Although their cost-effectiveness and intrinsic safety, aqueous zinc-ion batteries suffer from notorious side reactions including hydrogen evolution reaction, Zn corrosion and passivation, and Zn dendrite formation on the anode. Despite numerous strategies to alleviate these side reactions have been demonstrated, they can only provide limited performance improvement from a single aspect. Herein, a triple-functional additive with trace amounts, ammonium hydroxide, was demonstrated to comprehensively protect zinc anodes.
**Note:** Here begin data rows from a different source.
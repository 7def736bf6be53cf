use std::time::Duration;

use pretty_assertions::assert_eq;
use resumo_engine::{EngineEvent, EngineHandle, UploadError, UploadFile, UploadSettings};
use url::Url;
use wiremock::matchers::{header, method, path};
use wiremock::{Mock, MockServer, ResponseTemplate};

const WAIT: Duration = Duration::from_secs(5);

fn engine_for(server: &MockServer) -> EngineHandle {
    let settings = UploadSettings::new(Url::parse(&server.uri()).unwrap());
    EngineHandle::new(settings).expect("engine")
}

fn pdf(name: &str) -> UploadFile {
    UploadFile {
        name: name.to_string(),
        mime_type: "application/pdf".to_string(),
        bytes: b"%PDF-1.4".to_vec(),
    }
}

#[tokio::test(flavor = "multi_thread", worker_threads = 2)]
async fn upload_result_arrives_as_event() {
    resumo_logging::initialize_for_tests();
    let server = MockServer::start().await;
    Mock::given(method("POST"))
        .and(path("/resumir"))
        .respond_with(
            ResponseTemplate::new(200).set_body_json(serde_json::json!({"redirect": "/resumo"})),
        )
        .mount(&server)
        .await;

    let engine = engine_for(&server);
    engine.upload(7, pdf("a.pdf"));

    assert_eq!(
        engine.recv_timeout(WAIT),
        Some(EngineEvent::UploadCompleted {
            submission: 7,
            result: Ok("/resumo".to_string()),
        })
    );
}

#[tokio::test(flavor = "multi_thread", worker_threads = 2)]
async fn rejected_upload_arrives_as_error_event() {
    resumo_logging::initialize_for_tests();
    let server = MockServer::start().await;
    Mock::given(method("POST"))
        .and(path("/resumir"))
        .respond_with(
            ResponseTemplate::new(400)
                .set_body_json(serde_json::json!({"erro": "Nenhum arquivo enviado"})),
        )
        .mount(&server)
        .await;

    let engine = engine_for(&server);
    engine.upload(1, pdf("a.pdf"));

    assert_eq!(
        engine.recv_timeout(WAIT),
        Some(EngineEvent::UploadCompleted {
            submission: 1,
            result: Err(UploadError::ServerRejected {
                status: 400,
                message: Some("Nenhum arquivo enviado".to_string()),
            }),
        })
    );
}

#[tokio::test(flavor = "multi_thread", worker_threads = 2)]
async fn in_flight_upload_can_be_cancelled() {
    resumo_logging::initialize_for_tests();
    let server = MockServer::start().await;
    Mock::given(method("POST"))
        .and(path("/resumir"))
        .respond_with(
            ResponseTemplate::new(200)
                .set_delay(Duration::from_secs(30))
                .set_body_json(serde_json::json!({"redirect": "/resumo"})),
        )
        .mount(&server)
        .await;

    let engine = engine_for(&server);
    engine.upload(3, pdf("slow.pdf"));
    engine.cancel(3);

    assert_eq!(
        engine.recv_timeout(WAIT),
        Some(EngineEvent::UploadCancelled { submission: 3 })
    );
}

#[tokio::test(flavor = "multi_thread", worker_threads = 2)]
async fn overlapping_uploads_both_complete() {
    resumo_logging::initialize_for_tests();
    let server = MockServer::start().await;
    Mock::given(method("POST"))
        .and(path("/resumir"))
        .respond_with(
            ResponseTemplate::new(200).set_body_json(serde_json::json!({"redirect": "/resumo"})),
        )
        .expect(2)
        .mount(&server)
        .await;

    let engine = engine_for(&server);
    engine.upload(1, pdf("one.pdf"));
    engine.upload(2, pdf("two.pdf"));

    let mut submissions = Vec::new();
    for _ in 0..2 {
        match engine.recv_timeout(WAIT) {
            Some(EngineEvent::UploadCompleted { submission, result }) => {
                assert_eq!(result, Ok("/resumo".to_string()));
                submissions.push(submission);
            }
            other => panic!("unexpected event {other:?}"),
        }
    }
    submissions.sort_unstable();
    assert_eq!(submissions, vec![1, 2]);
}

#[tokio::test(flavor = "multi_thread", worker_threads = 2)]
async fn summary_page_shares_session_cookie_with_upload() {
    resumo_logging::initialize_for_tests();
    let server = MockServer::start().await;
    Mock::given(method("POST"))
        .and(path("/resumir"))
        .respond_with(
            ResponseTemplate::new(200)
                .insert_header("Set-Cookie", "session=abc123; Path=/")
                .set_body_json(serde_json::json!({"redirect": "/resumo"})),
        )
        .mount(&server)
        .await;
    Mock::given(method("GET"))
        .and(path("/resumo"))
        .and(header("cookie", "session=abc123"))
        .respond_with(ResponseTemplate::new(200).set_body_raw(
            r#"<html><body><textarea id="resumoTexto">Texto resumido.</textarea></body></html>"#,
            "text/html; charset=utf-8",
        ))
        .mount(&server)
        .await;

    let engine = engine_for(&server);
    engine.upload(1, pdf("a.pdf"));
    let redirect = match engine.recv_timeout(WAIT) {
        Some(EngineEvent::UploadCompleted {
            result: Ok(redirect),
            ..
        }) => redirect,
        other => panic!("unexpected event {other:?}"),
    };
    engine.load_summary(redirect);

    assert_eq!(
        engine.recv_timeout(WAIT),
        Some(EngineEvent::SummaryLoaded {
            url: "/resumo".to_string(),
            result: Ok("Texto resumido.".to_string()),
        })
    );
}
The results show that the shift of electrolyte pH from 4.1 to 5.2 lowers the HER potential and encourages the in situ formation of a uniform ZHS-based solid electrolyte interphase on Zn anodes. Moreover, cationic NH4+ can preferentially adsorb on the Zn anode surface to shield the tip effect and homogenize the electric field. Benefitting from this comprehensive protection, dendrite-free Zn deposition and highly reversible Zn plating/stripping behaviors were realized. Besides, improved electrochemical performances can also be achieved in Zn//MnO2 full cells by taking the advantages of this triple-functional additive. This work provides a new strategy for stabilizing Zn anodes from a comprehensive perspective.

Automated summary

This study demonstrates a new strategy for stabilizing zinc anodes in aqueous zinc-ion batteries by adding trace amounts of ammonium hydroxide. The additive helps protect the zinc anodes by lowering the hydrogen evolution reaction potential, promoting the formation of a uniform solid electrolyte interphase, and homogenizing the electric field. This comprehensive protection enables dendrite-free zinc deposition and improved electrochemical performance in zinc//MnO2 full cells.